**What is needed:** Return all lines of the data in which the string "handler" occurs.

(Beginning of Input data)

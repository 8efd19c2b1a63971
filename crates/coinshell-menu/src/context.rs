//! State and services handed to every command handler.

use anyhow::{Context as _, Result};
use coinshell_lib::{
    ApiClient, Binance, Candle, CoinGecko, CoinPaprika, Endpoints, GeckoWeb,
    MarketDataProvider, ProviderRegistry, ProviderTag, RenderOptions, Renderer, Table,
};
use indicatif::{ProgressBar, ProgressStyle};
use std::future::Future;
use std::io::IsTerminal;
use std::sync::Arc;
use std::time::Duration;

use crate::console::Console;
use crate::session::Session;

/// Upstream sources used by the menus.
#[derive(Debug, Clone)]
pub struct Services {
    /// Coin-level providers by tag, used by `load`, `chart` and `dd`.
    pub registry: ProviderRegistry,
    /// CoinGecko market-wide listings.
    pub gecko: Arc<CoinGecko>,
    /// CoinPaprika market-wide listings.
    pub paprika: Arc<CoinPaprika>,
    /// Listings scraped from the CoinGecko website.
    pub web: Arc<GeckoWeb>,
}

impl Services {
    /// Builds every provider on one shared HTTP client.
    #[must_use]
    pub fn new(client: &ApiClient, endpoints: &Endpoints) -> Self {
        let gecko = Arc::new(CoinGecko::new(client.clone(), endpoints.coingecko.clone()));
        let paprika = Arc::new(CoinPaprika::new(client.clone(), endpoints.coinpaprika.clone()));
        let binance = Arc::new(Binance::new(client.clone(), endpoints.binance.clone()));
        let web = Arc::new(GeckoWeb::new(client.clone(), endpoints.coingecko_web.clone()));

        let mut registry = ProviderRegistry::new();
        registry.register(Arc::clone(&gecko) as Arc<dyn MarketDataProvider>);
        registry.register(Arc::clone(&paprika) as Arc<dyn MarketDataProvider>);
        registry.register(binance);

        Self {
            registry,
            gecko,
            paprika,
            web,
        }
    }

    /// Replaces the coin-level providers.
    #[must_use]
    pub fn with_registry(mut self, registry: ProviderRegistry) -> Self {
        self.registry = registry;
        self
    }

    /// Returns the provider for a tag.
    ///
    /// # Errors
    ///
    /// Returns an error if no provider is registered under `tag`.
    pub fn provider(&self, tag: ProviderTag) -> Result<Arc<dyn MarketDataProvider>> {
        self.registry
            .get(tag)
            .with_context(|| format!("{} is not available", tag.display_name()))
    }
}

/// User preferences that shape command output.
#[derive(Debug, Clone, PartialEq, Eq)]
pub struct MenuOptions {
    /// Quote currency used when a command gets no `--vs`.
    pub default_vs: String,
    /// Rows shown when a listing gets no `--top`.
    pub top: usize,
    /// Hide spinners.
    pub quiet: bool,
}

impl Default for MenuOptions {
    fn default() -> Self {
        Self {
            default_vs: "usd".to_string(),
            top: 15,
            quiet: false,
        }
    }
}

/// Everything a handler can read or change.
pub struct Context {
    /// The loaded coin.
    pub session: Session,
    /// Upstream sources.
    pub services: Services,
    /// Output preferences.
    pub options: MenuOptions,
    renderer: Renderer,
    console: Box<dyn Console>,
    path: Vec<&'static str>,
}

impl std::fmt::Debug for Context {
    fn fmt(&self, f: &mut std::fmt::Formatter<'_>) -> std::fmt::Result {
        f.debug_struct("Context")
            .field("session", &self.session)
            .field("options", &self.options)
            .field("path", &self.path)
            .finish_non_exhaustive()
    }
}

impl Context {
    /// Creates a context with an empty session.
    #[must_use]
    pub fn new(services: Services, console: Box<dyn Console>) -> Self {
        Self {
            session: Session::new(),
            services,
            options: MenuOptions::default(),
            renderer: Renderer::default(),
            console,
            path: Vec::new(),
        }
    }

    /// Sets the output preferences.
    #[must_use]
    pub fn with_options(mut self, options: MenuOptions) -> Self {
        self.options = options;
        self
    }

    /// Sets the table and chart renderer.
    #[must_use]
    pub fn with_renderer(mut self, renderer: Renderer) -> Self {
        self.renderer = renderer;
        self
    }

    /// Returns the quote currency to use when none was given.
    #[must_use]
    pub fn vs_or_default(&self, vs: Option<&str>) -> String {
        vs.unwrap_or(&self.options.default_vs).to_lowercase()
    }

    pub(crate) fn enter(&mut self, menu: &'static str) {
        self.path.push(menu);
    }

    pub(crate) fn leave(&mut self) {
        self.path.pop();
    }

    /// Prompt showing the menu path, e.g. `(crypto)>(dd)> `.
    pub(crate) fn prompt(&self) -> String {
        let path: String = self.path.iter().map(|name| format!("({name})>")).collect();
        format!("{path} ")
    }

    pub(crate) fn read_line(&mut self, commands: &[&str]) -> Result<Option<String>> {
        let prompt = self.prompt();
        self.console.read_line(&prompt, commands)
    }

    pub(crate) fn println(&mut self, text: &str) {
        self.console.println(text);
    }

    pub(crate) fn clear_screen(&mut self) {
        self.console.clear();
    }

    /// Awaits `future` behind a spinner on stderr.
    pub(crate) async fn busy<F: Future>(&self, message: &str, future: F) -> F::Output {
        let spinner = self.spinner(message);
        let output = future.await;
        spinner.finish_and_clear();
        output
    }

    fn spinner(&self, message: &str) -> ProgressBar {
        if self.options.quiet || !std::io::stderr().is_terminal() {
            return ProgressBar::hidden();
        }
        let spinner = ProgressBar::new_spinner();
        spinner.set_style(
            ProgressStyle::with_template("{spinner:.green} {msg}")
                .unwrap_or_else(|_| ProgressStyle::default_spinner()),
        );
        spinner.set_message(message.to_string());
        spinner.enable_steady_tick(Duration::from_millis(100));
        spinner
    }

    /// Sorts, limits and prints a table followed by a blank line.
    pub(crate) fn show_table(&mut self, table: &Table, options: &RenderOptions) -> Result<()> {
        if table.is_empty() {
            self.println("No data found\n");
            return Ok(());
        }
        let rendered = self.renderer.table(table, options)?;
        self.console.write(&rendered);
        self.println("");
        Ok(())
    }

    /// Prints a price/volume series.
    pub(crate) fn show_candles(&mut self, candles: &[Candle], title: &str) -> Result<()> {
        let rendered = self.renderer.candles(candles, title)?;
        self.console.write(&rendered);
        self.println("");
        Ok(())
    }
}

(End of Input data)

**Result below:**
//! State and services handed to every command handler.
/// Everything a handler can read or change.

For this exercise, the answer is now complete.